──────── Dataset content ────────

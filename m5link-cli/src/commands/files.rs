//! File commands: ls, cat, get, put and rm.

use {
    super::ensure_not_interrupted,
    crate::{Cli, CliError, config::Config, serial::Settings, use_fancy_output},
    anyhow::{Context, Result},
    console::style,
    indicatif::{ProgressBar, ProgressStyle},
    m5link::EntryKind,
    std::{
        fs,
        io::{self, Write as _},
        path::{Path, PathBuf},
    },
};

/// Ls command implementation.
pub(crate) fn cmd_ls(cli: &Cli, config: &Config, path: &str, json: bool) -> Result<()> {
    ensure_not_interrupted()?;
    let settings = Settings::resolve(cli, config)?;

    let entries = settings.with_device(|device| {
        device
            .list_directory(path)
            .with_context(|| format!("Failed to list {path}"))
    })?;

    if json {
        println!("{}", serde_json::to_string_pretty(&entries)?);
        return Ok(());
    }

    for entry in &entries {
        match entry.kind {
            EntryKind::Directory => println!("{}/", style(&entry.name).blue().bold()),
            EntryKind::File => println!("{}", entry.name),
        }
    }
    Ok(())
}

/// Cat command implementation.
pub(crate) fn cmd_cat(cli: &Cli, config: &Config, path: &str) -> Result<()> {
    ensure_not_interrupted()?;
    let settings = Settings::resolve(cli, config)?;

    let data = settings.with_device(|device| {
        device
            .read_file(path)
            .with_context(|| format!("Failed to read {path}"))
    })?;

    let mut stdout = io::stdout().lock();
    stdout.write_all(&data)?;
    stdout.flush()?;
    Ok(())
}

/// Get command implementation.
pub(crate) fn cmd_get(
    cli: &Cli,
    config: &Config,
    remote: &str,
    local: Option<&Path>,
) -> Result<()> {
    ensure_not_interrupted()?;
    let local = match local {
        Some(path) => path.to_path_buf(),
        None => default_local_path(remote)?,
    };
    let settings = Settings::resolve(cli, config)?;

    let data = settings.with_device(|device| {
        device
            .read_file(remote)
            .with_context(|| format!("Failed to read {remote}"))
    })?;

    fs::write(&local, &data).with_context(|| format!("Failed to write {}", local.display()))?;
    if !cli.quiet {
        eprintln!(
            "{} {remote} -> {} ({} bytes)",
            style("✓").green(),
            local.display(),
            data.len()
        );
    }
    Ok(())
}

/// Put command implementation.
pub(crate) fn cmd_put(
    cli: &Cli,
    config: &Config,
    local: &Path,
    remote: Option<&str>,
    chunk_size: Option<usize>,
) -> Result<()> {
    ensure_not_interrupted()?;
    let remote = match remote {
        Some(path) => path.to_string(),
        None => default_remote_path(local)?,
    };
    let data = fs::read(local).with_context(|| format!("Failed to read {}", local.display()))?;

    let mut settings = Settings::resolve(cli, config)?;
    if let Some(size) = chunk_size {
        if size == 0 {
            return Err(CliError::Usage("--chunk-size must be at least 1".to_string()).into());
        }
        settings.chunk_size = Some(size);
    }

    let pb = progress_bar(cli.quiet, data.len());
    let job = settings.with_device(|device| {
        device
            .write_file_with_progress(&remote, &data, |done, total| {
                pb.set_length(total as u64);
                pb.set_position(done as u64);
            })
            .with_context(|| format!("Failed to upload {remote}"))
    });
    let job = match job {
        Ok(job) => job,
        Err(e) => {
            pb.abandon();
            return Err(e);
        },
    };
    pb.finish_with_message("done");

    if !cli.quiet {
        eprintln!(
            "{} {} -> {remote} ({} bytes, {}-byte chunks)",
            style("✓").green(),
            local.display(),
            job.total,
            job.chunk_size
        );
    }
    Ok(())
}

/// Rm command implementation.
pub(crate) fn cmd_rm(cli: &Cli, config: &Config, path: &str) -> Result<()> {
    ensure_not_interrupted()?;
    let settings = Settings::resolve(cli, config)?;

    settings.with_device(|device| {
        device
            .delete_file(path)
            .with_context(|| format!("Failed to delete {path}"))
    })?;

    if !cli.quiet {
        eprintln!("{} Removed {path}", style("✓").green());
    }
    Ok(())
}

fn progress_bar(quiet: bool, total: usize) -> ProgressBar {
    if quiet || !use_fancy_output() {
        return ProgressBar::hidden();
    }

    let pb = ProgressBar::new(total as u64);
    #[allow(clippy::unwrap_used)] // Static template string
    pb.set_style(
        ProgressStyle::default_bar()
            .template(
                "{spinner:.green} [{elapsed_precise}] [{bar:40.cyan/blue}] {bytes}/{total_bytes} {msg}",
            )
            .unwrap()
            .progress_chars("#>-"),
    );
    pb.set_draw_target(indicatif::ProgressDrawTarget::stderr());
    pb
}

/// `/lib/util.py` downloads to `util.py`.
fn default_local_path(remote: &str) -> Result<PathBuf> {
    remote
        .rsplit('/')
        .next()
        .filter(|name| !name.is_empty())
        .map(PathBuf::from)
        .ok_or_else(|| CliError::Usage(format!("Cannot derive a local name from {remote}")).into())
}

/// `src/main.py` uploads to `/main.py`.
fn default_remote_path(local: &Path) -> Result<String> {
    local
        .file_name()
        .and_then(|name| name.to_str())
        .map(|name| format!("/{name}"))
        .ok_or_else(|| {
            CliError::Usage(format!(
                "Cannot derive a remote name from {}",
                local.display()
            ))
            .into()
        })
}
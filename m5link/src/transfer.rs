//! Chunked file transfer with per-chunk retry.
//!
//! A file is split into chunks no larger than both the configured chunk size
//! and what the target can carry for that path. Chunks go out strictly in
//! order: the first truncates the remote file, the rest append.
//!
//! ```text
//! data: |---- chunk 0 ----|---- chunk 1 ----|-- chunk 2 --|
//!        WRITE(truncate)   WRITE(append)     WRITE(append)
//!              |                 |                 |
//!          progress(256)     progress(512)     progress(total)
//! ```
//!
//! Failed chunks are retried; nothing already written is rolled back.

use {
    crate::error::{Error, Result},
    log::{debug, warn},
    std::{
        sync::{
            Arc,
            atomic::{AtomicBool, Ordering},
        },
        thread,
        time::Duration,
    },
};

/// Default bytes per chunk for targets without a preference of their own.
pub const DEFAULT_CHUNK_SIZE: usize = 256;

/// Default attempts per chunk.
pub const DEFAULT_MAX_ATTEMPTS: u32 = 3;

/// How a chunk is applied to the remote file.
#[derive(Debug, Clone, Copy, PartialEq, Eq)]
pub enum WriteMode {
    /// Replace the file contents.
    Truncate,
    /// Add to the end of the file.
    Append,
}

/// Something files can be written to and read from in pieces.
///
/// Both protocol modes implement this; the transfer logic is shared.
pub trait TransferTarget {
    /// Chunk size used when the caller does not pick one.
    fn preferred_chunk_len(&self) -> usize {
        DEFAULT_CHUNK_SIZE
    }

    /// Largest chunk the target can carry for `path`, if it has a limit.
    fn max_chunk_len(&self, path: &str) -> Option<usize> {
        let _ = path;
        None
    }

    /// Write one chunk.
    fn write_chunk(&self, path: &str, chunk: &[u8], mode: WriteMode) -> Result<()>;

    /// Read a whole file, `chunk_size` bytes per round trip where the target
    /// reads in pieces.
    fn read_file(&self, path: &str, chunk_size: usize) -> Result<Vec<u8>>;
}

/// Tuning for a transfer.
#[derive(Debug, Clone)]
pub struct TransferOptions {
    /// Upper bound on bytes per chunk; `None` uses the target's preference.
    pub chunk_size: Option<usize>,
    /// Attempts per chunk before the transfer fails.
    pub max_attempts: u32,
    /// Pause between attempts.
    pub retry_delay: Duration,
    /// Set to abort between chunks.
    pub cancel: Option<Arc<AtomicBool>>,
}

impl Default for TransferOptions {
    fn default() -> Self {
        Self {
            chunk_size: None,
            max_attempts: DEFAULT_MAX_ATTEMPTS,
            retry_delay: Duration::from_millis(200),
            cancel: None,
        }
    }
}

impl TransferOptions {
    fn interrupted(&self) -> bool {
        crate::is_interrupted_requested()
            || self
                .cancel
                .as_ref()
                .is_some_and(|flag| flag.load(Ordering::Relaxed))
    }
}

/// Progress of one upload.
#[derive(Debug, Clone, PartialEq, Eq)]
pub struct TransferJob {
    /// Remote path.
    pub path: String,
    /// Total bytes to send.
    pub total: usize,
    /// Effective bytes per chunk.
    pub chunk_size: usize,
    /// Bytes the device has acknowledged. Never decreases.
    pub acknowledged: usize,
    /// Attempts made on the current chunk.
    pub attempts: u32,
}

impl TransferJob {
    fn new(path: &str, total: usize, chunk_size: usize) -> Self {
        Self {
            path: path.to_string(),
            total,
            chunk_size,
            acknowledged: 0,
            attempts: 0,
        }
    }

    /// Whether every byte was acknowledged.
    pub fn is_complete(&self) -> bool {
        self.acknowledged == self.total
    }
}

/// Chunk size actually used for `path` on `target`.
pub fn effective_chunk_size<T>(target: &T, path: &str, options: &TransferOptions) -> Result<usize>
where
    T: TransferTarget + ?Sized,
{
    let requested = options
        .chunk_size
        .unwrap_or_else(|| target.preferred_chunk_len());
    if requested == 0 {
        return Err(Error::Config("chunk size must be at least 1 byte".into()));
    }
    let limit = target.max_chunk_len(path).unwrap_or(usize::MAX);
    let size = requested.min(limit);
    if size == 0 {
        return Err(Error::PayloadTooLarge {
            size: requested,
            max: limit,
        });
    }
    Ok(size)
}

/// Write `data` to `path`, reporting `(acknowledged, total)` after each chunk.
pub fn upload<T, F>(
    target: &T,
    path: &str,
    data: &[u8],
    options: &TransferOptions,
    mut progress: F,
) -> Result<TransferJob>
where
    T: TransferTarget + ?Sized,
    F: FnMut(usize, usize),
{
    let chunk_size = effective_chunk_size(target, path, options)?;
    let mut job = TransferJob::new(path, data.len(), chunk_size);
    debug!(
        "Uploading {path}: {} bytes in chunks of {chunk_size}",
        data.len()
    );

    if data.is_empty() {
        send_chunk(target, &mut job, &[], WriteMode::Truncate, options)?;
        progress(0, 0);
        return Ok(job);
    }

    for (index, chunk) in data.chunks(chunk_size).enumerate() {
        if options.interrupted() {
            return Err(Error::Interrupted);
        }

        let mode = if index == 0 {
            WriteMode::Truncate
        } else {
            WriteMode::Append
        };
        send_chunk(target, &mut job, chunk, mode, options)?;

        job.acknowledged += chunk.len();
        progress(job.acknowledged, job.total);
    }

    debug!("Upload of {path} complete");
    Ok(job)
}

fn send_chunk<T>(
    target: &T,
    job: &mut TransferJob,
    chunk: &[u8],
    mode: WriteMode,
    options: &TransferOptions,
) -> Result<()>
where
    T: TransferTarget + ?Sized,
{
    let max_attempts = options.max_attempts.max(1);
    job.attempts = 0;

    loop {
        job.attempts += 1;
        match target.write_chunk(&job.path, chunk, mode) {
            Ok(()) => return Ok(()),
            Err(e) if e.is_retryable() && job.attempts < max_attempts => {
                warn!(
                    "Chunk at offset {} of {} failed (attempt {}/{max_attempts}): {e}",
                    job.acknowledged, job.path, job.attempts
                );
                thread::sleep(options.retry_delay);
            },
            Err(e) if e.is_retryable() => {
                return Err(Error::Transfer {
                    path: job.path.clone(),
                    offset: job.acknowledged,
                    attempts: job.attempts,
                    source: Box::new(e),
                });
            },
            Err(e) => return Err(e),
        }
    }
}

/// Read `path` back from `target`.
pub fn download<T>(target: &T, path: &str, options: &TransferOptions) -> Result<Vec<u8>>
where
    T: TransferTarget + ?Sized,
{
    let chunk_size = effective_chunk_size(target, path, options)?;
    let max_attempts = options.max_attempts.max(1);
    let mut attempts = 0;

    loop {
        attempts += 1;
        match target.read_file(path, chunk_size) {
            Ok(data) => {
                debug!("Downloaded {path}: {} bytes", data.len());
                return Ok(data);
            },
            Err(e) if e.is_retryable() && attempts < max_attempts => {
                warn!("Reading {path} failed (attempt {attempts}/{max_attempts}): {e}");
                thread::sleep(options.retry_delay);
            },
            Err(e) if e.is_retryable() => {
                return Err(Error::Transfer {
                    path: path.to_string(),
                    offset: 0,
                    attempts,
                    source: Box::new(e),
                });
            },
            Err(e) => return Err(e),
        }
    }
}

────────

**Exercise goal:**
Search the preceding listing for "into", then copy every line that holds it.

**Answer box:**
            return Err(CliError::Usage("--chunk-size must be at least 1".to_string()).into());
        .ok_or_else(|| CliError::Usage(format!("Cannot derive a local name from {remote}")).into())
            .into()
//! A file is split into chunks no larger than both the configured chunk size
        return Err(Error::Config("chunk size must be at least 1 byte".into()));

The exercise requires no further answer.